:: What the task requires ::
Within the records that follow, count the lines containing the string "TransportError". Reply only with the count.

##### Given data

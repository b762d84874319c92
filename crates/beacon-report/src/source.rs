//! Where report data comes from.

use async_trait::async_trait;
use beacon_db::StoreError;
use beacon_timeseries::{Sample, TimeSeriesStore};
use beacon_types::EpochMillis;

/// Read access to time series, as needed by the report engine.
#[async_trait]
pub trait SeriesSource: Send + Sync {
    /// Keys starting with `prefix`, in ascending order.
    async fn list_keys(&self, prefix: &str) -> Result<Vec<String>, StoreError>;

    /// Samples of `key` with `from <= timestamp <= to`, oldest first.
    async fn query_range(
        &self,
        key: &str,
        from: EpochMillis,
        to: EpochMillis,
    ) -> Result<Vec<Sample>, StoreError>;
}

#[async_trait]
impl SeriesSource for TimeSeriesStore {
    async fn list_keys(&self, prefix: &str) -> Result<Vec<String>, StoreError> {
        Ok(TimeSeriesStore::list_keys(self, prefix).await?.into_iter().collect())
    }

    async fn query_range(
        &self,
        key: &str,
        from: EpochMillis,
        to: EpochMillis,
    ) -> Result<Vec<Sample>, StoreError> {
        TimeSeriesStore::query_range(self, key, from, to).await
    }
}
//! Unit tests for the event log.

use std::collections::BTreeMap;

use beacon_db::{create_pool, run_migrations, DbRuntimeSettings, MEMORY_PATH};
use beacon_types::{Event, EventKind, EventPayload};
use rusqlite::Connection;

use crate::record::{LogFilter, LogRecord, PageRequest};
use crate::store::{insert_record, log_stats, query_records, recent_records};
use crate::EventLogStore;

/// Creates an in-memory SQLite database with migrations applied.
fn test_db() -> Connection {
    let conn = Connection::open_in_memory().expect("should open in-memory db");
    run_migrations(&conn).expect("migrations should succeed");
    conn
}

fn fetched(origin: &str, timestamp: i64) -> Event {
    Event::new(
        origin,
        timestamp,
        EventPayload::data_fetched(Some(3), None, Some(40)),
        BTreeMap::new(),
    )
    .expect("valid event")
}

fn failed(origin: &str, timestamp: i64) -> Event {
    Event::new(
        origin,
        timestamp,
        EventPayload::error_occurred("boom", "fetch", None).expect("valid payload"),
        BTreeMap::new(),
    )
    .expect("valid event")
}

fn seed(conn: &Connection, events: Vec<Event>) {
    for event in events {
        let received_at = event.timestamp() + 5;
        insert_record(conn, &LogRecord::new(event, received_at)).expect("insert should succeed");
    }
}

// ── insert ───────────────────────────────────────────────────────────

#[test]
fn insert_stores_indexed_columns_and_wire_form() {
    let conn = test_db();
    let id = insert_record(&conn, &LogRecord::new(fetched("service-a", 1_000), 1_010))
        .expect("insert should succeed");
    assert!(id > 0, "returned row ID should be positive");

    let (event_type, origin_id, occurred_at, received_at): (String, String, i64, i64) = conn
        .query_row(
            "SELECT event_type, origin_id, occurred_at, received_at FROM event_log WHERE id = ?1",
            [id],
            |row| Ok((row.get(0)?, row.get(1)?, row.get(2)?, row.get(3)?)),
        )
        .expect("should query inserted row");

    assert_eq!(event_type, "DATA_FETCHED");
    assert_eq!(origin_id, "service-a");
    assert_eq!(occurred_at, 1_000);
    assert_eq!(received_at, 1_010);
}

#[test]
fn inserted_record_reads_back_unchanged() {
    let conn = test_db();
    let event = failed("service-b", 2_000);
    insert_record(&conn, &LogRecord::new(event.clone(), 2_001)).unwrap();

    let page = query_records(&conn, &LogFilter::default(), PageRequest::default()).unwrap();
    assert_eq!(page.records, vec![LogRecord::new(event, 2_001)]);
}

// ── query ────────────────────────────────────────────────────────────

#[test]
fn query_orders_by_occurrence_descending() {
    let conn = test_db();
    seed(&conn, vec![fetched("a", 200), fetched("a", 100), fetched("a", 300)]);

    let page = query_records(&conn, &LogFilter::default(), PageRequest::default()).unwrap();
    let times: Vec<i64> = page.records.iter().map(|r| r.event.timestamp()).collect();
    assert_eq!(times, vec![300, 200, 100]);
}

#[test]
fn equal_occurrence_times_return_latest_insert_first() {
    let conn = test_db();
    seed(&conn, vec![fetched("first", 500), fetched("second", 500)]);

    let page = query_records(&conn, &LogFilter::default(), PageRequest::default()).unwrap();
    let origins: Vec<&str> = page.records.iter().map(|r| r.event.origin_id()).collect();
    assert_eq!(origins, vec!["second", "first"]);
}

#[test]
fn filters_combine_with_and() {
    let conn = test_db();
    seed(
        &conn,
        vec![
            fetched("service-a", 100),
            failed("service-a", 200),
            failed("service-b", 300),
            failed("service-a", 400),
        ],
    );

    let filter = LogFilter {
        kind: Some(EventKind::ErrorOccurred),
        origin_id: Some("service-a".to_string()),
        from_time: Some(150),
        to_time: Some(400),
    };
    let page = query_records(&conn, &filter, PageRequest::default()).unwrap();

    assert_eq!(page.total, 2);
    let times: Vec<i64> = page.records.iter().map(|r| r.event.timestamp()).collect();
    assert_eq!(times, vec![400, 200]);
}

#[test]
fn time_bounds_are_inclusive() {
    let conn = test_db();
    seed(&conn, vec![fetched("a", 10), fetched("a", 20), fetched("a", 30)]);

    let filter = LogFilter {
        from_time: Some(10),
        to_time: Some(20),
        ..Default::default()
    };
    let page = query_records(&conn, &filter, PageRequest::default()).unwrap();
    assert_eq!(page.total, 2);
}

#[test]
fn pagination_reports_totals_and_slices() {
    let conn = test_db();
    seed(&conn, (1..=25).map(|t| fetched("a", t)).collect());

    let page = query_records(&conn, &LogFilter::default(), PageRequest::new(3, 10)).unwrap();
    assert_eq!(page.total, 25);
    assert_eq!(page.total_pages, 3);
    assert_eq!(page.page, 3);
    assert_eq!(page.page_size, 10);
    let times: Vec<i64> = page.records.iter().map(|r| r.event.timestamp()).collect();
    assert_eq!(times, vec![5, 4, 3, 2, 1]);
}

#[test]
fn page_past_the_end_is_empty_with_true_total() {
    let conn = test_db();
    seed(&conn, vec![fetched("a", 1), fetched("a", 2)]);

    let page = query_records(&conn, &LogFilter::default(), PageRequest::new(5, 10)).unwrap();
    assert!(page.records.is_empty());
    assert_eq!(page.total, 2);
    assert_eq!(page.total_pages, 1);
}

#[test]
fn empty_log_has_zero_pages() {
    let conn = test_db();
    let page = query_records(&conn, &LogFilter::default(), PageRequest::default()).unwrap();
    assert_eq!(page.total, 0);
    assert_eq!(page.total_pages, 0);
}

#[test]
fn page_request_is_normalised() {
    let request = PageRequest::new(0, 0);
    assert_eq!(request.page(), 1);
    assert_eq!(request.page_size(), 1);

    let request = PageRequest::new(2, 50_000);
    assert_eq!(request.page_size(), PageRequest::MAX_PAGE_SIZE);
    assert_eq!(request.offset(), 1_000);

    assert_eq!(PageRequest::default().page_size(), 50);
}

#[test]
fn corrupt_row_surfaces_as_error() {
    let conn = test_db();
    conn.execute(
        "INSERT INTO event_log (event_type, origin_id, occurred_at, received_at, event_json)
         VALUES ('DATA_FETCHED', 'a', 1, 1, 'not json')",
        [],
    )
    .unwrap();

    let result = query_records(&conn, &LogFilter::default(), PageRequest::default());
    assert!(matches!(result, Err(beacon_db::StoreError::Corrupt(_))));
}

// ── stats ────────────────────────────────────────────────────────────

#[test]
fn stats_group_by_kind_and_origin_sorted_descending() {
    let conn = test_db();
    seed(
        &conn,
        vec![
            fetched("service-a", 1),
            fetched("service-b", 2),
            fetched("service-b", 3),
            failed("service-b", 4),
        ],
    );

    let stats = log_stats(&conn, None, None).unwrap();
    assert_eq!(stats.total_count, 4);
    assert_eq!(stats.count_by_kind[0].key, "DATA_FETCHED");
    assert_eq!(stats.count_by_kind[0].count, 3);
    assert_eq!(stats.kind_count(EventKind::ErrorOccurred), 1);
    assert_eq!(stats.kind_count(EventKind::FileUploaded), 0);
    assert_eq!(stats.count_by_origin[0].key, "service-b");
    assert_eq!(stats.origin_count("service-a"), 1);
}

#[test]
fn stats_respect_time_window() {
    let conn = test_db();
    seed(&conn, vec![fetched("a", 10), failed("a", 20), failed("b", 30)]);

    let stats = log_stats(&conn, Some(15), Some(25)).unwrap();
    assert_eq!(stats.total_count, 1);
    assert_eq!(stats.count_by_kind.len(), 1);
    assert_eq!(stats.kind_count(EventKind::ErrorOccurred), 1);
    assert_eq!(stats.origin_count("b"), 0);
}

#[test]
fn stats_on_empty_log_are_zero() {
    let conn = test_db();
    let stats = log_stats(&conn, None, None).unwrap();
    assert_eq!(stats.total_count, 0);
    assert!(stats.count_by_kind.is_empty());
    assert!(stats.count_by_origin.is_empty());
}

// ── recent ───────────────────────────────────────────────────────────

#[test]
fn recent_returns_latest_occurrences() {
    let conn = test_db();
    seed(&conn, (1..=5).map(|t| fetched("a", t * 100)).collect());

    let records = recent_records(&conn, 2).unwrap();
    let times: Vec<i64> = records.iter().map(|r| r.event.timestamp()).collect();
    assert_eq!(times, vec![500, 400]);
}

// ── pooled handle ────────────────────────────────────────────────────

#[tokio::test]
async fn pooled_handle_round_trips() {
    let pool = create_pool(MEMORY_PATH, DbRuntimeSettings::default()).expect("pool");
    {
        let conn = pool.get().expect("connection");
        run_migrations(&conn).expect("migrations");
    }
    let store = EventLogStore::new(pool);

    store.insert(LogRecord::new(fetched("a", 1), 2)).await.unwrap();
    store.insert(LogRecord::new(failed("a", 3), 4)).await.unwrap();

    let page = store
        .query(LogFilter::default(), PageRequest::default())
        .await
        .unwrap();
    assert_eq!(page.total, 2);

    let stats = store.stats(None, None).await.unwrap();
    assert_eq!(stats.total_count, 2);

    let recent = store.recent(1).await.unwrap();
    assert_eq!(recent[0].event.kind(), EventKind::ErrorOccurred);
}
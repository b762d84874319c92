//! Publish/subscribe channel transport for the Beacon pipeline.
//!
//! The transport is a pure relay: it owns no durable state, makes no
//! delivery guarantee, and never replays. A message published while no
//! subscription is live is gone. Durability belongs to whoever persists
//! what they receive.
//!
//! # Delivery contract
//!
//! - `publish` succeeds once the message is handed to the broadcast
//!   primitive, not once anyone has processed it.
//! - Messages from one publisher on one channel arrive in send order.
//! - A subscription sees only messages published while it is live
//!   (at-most-once). There is no acknowledgement and no redelivery.
//! - Connection loss ends a subscription with a [`TransportError`]; the
//!   transport does not reconnect on its own.
//!
//! Services receive a transport as an `Arc<dyn ChannelTransport>` so that
//! the in-process [`BroadcastTransport`] can be swapped for a networked one
//! without touching publishers or subscribers.

mod broadcast;
mod error;
mod transport;

pub use broadcast::BroadcastTransport;
pub use error::TransportError;
pub use transport::{handler_fn, ChannelTransport, MessageHandler, Subscription};
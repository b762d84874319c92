//! Deterministic series keys derived from `(event kind, metric)`.

use beacon_types::EventKind;

/// Prefix shared by every event-derived series.
pub const SERIES_PREFIX: &str = "ts:events:";

/// The numeric quantities mirrored per event kind.
#[derive(Debug, Clone, Copy, PartialEq, Eq, Hash)]
pub enum SeriesMetric {
    /// One sample of value 1 per event.
    Count,
    /// The event's `recordCount`.
    Records,
    /// The event's `duration` in milliseconds.
    Duration,
    /// The event's `fileSize` in bytes.
    FileSize,
}

impl SeriesMetric {
    /// Returns the key segment for this metric.
    pub fn as_str(self) -> &'static str {
        match self {
            Self::Count => "count",
            Self::Records => "records",
            Self::Duration => "duration",
            Self::FileSize => "filesize",
        }
    }
}

/// Builds the series key for `metric` of events of `kind`.
pub fn series_key(kind: EventKind, metric: SeriesMetric) -> String {
    format!("{SERIES_PREFIX}{}:{}", kind.as_str(), metric.as_str())
}
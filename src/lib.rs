//! Particle Cache - real-time particle simulation with cached sprite transforms
//!
//! Core modules:
//! - `sim`: Particle integration, lifecycle and spawning
//! - `transform`: Image transforms and the cached transform pipeline
//! - `image`: Shared image handles and pixel operations
//! - `platform`: Clock, randomness and renderer capabilities supplied by the host
//! - `settings`: Data-driven simulation configuration

pub mod error;
pub mod image;
pub mod platform;
pub mod settings;
pub mod sim;
pub mod transform;

pub use error::ConfigError;
pub use crate::image::{ImageHandle, ImageId};
pub use settings::{QualityPreset, Settings};

use glam::DVec2;

/// Simulation configuration constants
pub mod consts {
    use glam::DVec2;

    /// Frame delta used when the clock has nothing to report (first frame)
    pub const FALLBACK_DT: f64 = 1.0;
    /// Frame clock scale: deltas are reported in frames at this rate
    pub const FRAME_RATE_UNITS: f64 = 30.0;

    /// Default downward pull, per frame unit squared
    pub const DEFAULT_GRAVITY: DVec2 = DVec2::new(0.0, 0.5);
    /// Default floor below which particles are removed
    pub const DEFAULT_FLOOR_Y: f64 = 810.0;

    /// Particle defaults
    pub const DEFAULT_LIFE_SPAN: f64 = 10.0;
    pub const DEFAULT_CULL_CHANCE: f64 = 0.1;
    /// Emitter velocity range is (-spread, spread) on each axis
    pub const DEFAULT_SPAWN_SPREAD: f64 = 10.0;

    /// Speed (|vx| + |vy|) added to this before dividing gives the stretch factor
    pub const STRETCH_REFERENCE_SPEED: f64 = 50.0;
    /// Upper clamp for the stretch factor
    pub const MAX_STRETCH: f64 = 1.5;
    /// Scale-over-lifetime buckets per unit of scale
    pub const DEFAULT_SCALE_GRANULARITY: f64 = 10.0;
}

/// Round a continuous value to its integer bucket
///
/// Non-finite input lands in bucket 0 rather than saturating.
#[inline]
pub fn quantize(value: f64) -> i64 {
    if value.is_finite() {
        value.round() as i64
    } else {
        0
    }
}

/// Screen-space heading of a velocity in degrees, in (0, 360]
///
/// Uses `atan2(x, y)` (x first) so that 0 velocity points "down" the
/// screen, then offsets by 180 to match sprite rotation direction.
#[inline]
pub fn heading_degrees(velocity: DVec2) -> f64 {
    velocity.x.atan2(velocity.y).to_degrees() + 180.0
}
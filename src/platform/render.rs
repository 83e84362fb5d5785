//! Renderer capability
//!
//! Drawing belongs to the host. The simulation only decides which particles
//! are alive and what each should look like.

use glam::DVec2;

use crate::image::ImageHandle;
use crate::sim::Particle;

/// Draws an image centered at a position
pub trait Renderer {
    fn draw(&mut self, image: &ImageHandle, position: DVec2);
}

/// Draw every particle once, at its pixel-snapped position
pub fn draw_particles<'a, R, I>(renderer: &mut R, particles: I) -> usize
where
    R: Renderer + ?Sized,
    I: IntoIterator<Item = &'a Particle>,
{
    let mut drawn = 0;
    for particle in particles {
        renderer.draw(particle.current_image(), particle.render_position());
        drawn += 1;
    }
    drawn
}
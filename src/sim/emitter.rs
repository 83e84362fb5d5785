//! Point emitter with random initial velocity

use glam::DVec2;

use super::particle::ParticleId;
use super::system::{ParticleSystem, Spawn};
use crate::consts::{DEFAULT_CULL_CHANCE, DEFAULT_LIFE_SPAN, DEFAULT_SPAWN_SPREAD};
use crate::image::ImageHandle;
use crate::platform::RandomSource;
use crate::transform::PolicyId;

/// Spawns particles at a point, each with velocity in (-spread, spread) per axis
#[derive(Debug, Clone)]
pub struct Emitter {
    pub position: DVec2,
    pub spread: f64,
    pub image: ImageHandle,
    pub life_span: f64,
    pub cull_chance: f64,
    pub policy: Option<PolicyId>,
}

impl Emitter {
    pub fn new(position: DVec2, image: ImageHandle) -> Self {
        Self {
            position,
            spread: DEFAULT_SPAWN_SPREAD,
            image,
            life_span: DEFAULT_LIFE_SPAN,
            cull_chance: DEFAULT_CULL_CHANCE,
            policy: None,
        }
    }

    /// Build the next spawn request (two draws for velocity)
    pub fn next_spawn<R: RandomSource + ?Sized>(&self, rng: &mut R) -> Spawn {
        let velocity = DVec2::new(rng.signed(self.spread), rng.signed(self.spread));
        Spawn {
            position: self.position,
            velocity,
            image: self.image.clone(),
            life_span: self.life_span,
            cull_chance: self.cull_chance,
            policy: self.policy,
        }
    }

    /// Try to spawn one particle into `system`
    pub fn emit<R: RandomSource + ?Sized>(
        &self,
        system: &mut ParticleSystem,
        rng: &mut R,
    ) -> Option<ParticleId> {
        let spawn = self.next_spawn(rng);
        system.spawn(rng, spawn)
    }

    /// Emit `count` times; returns how many particles were actually created
    pub fn burst<R: RandomSource + ?Sized>(
        &self,
        system: &mut ParticleSystem,
        rng: &mut R,
        count: usize,
    ) -> usize {
        let mut created = 0;
        for _ in 0..count {
            if self.emit(system, rng).is_some() {
                created += 1;
            }
        }
        created
    }
}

##########

:: Result for this exercise ::
2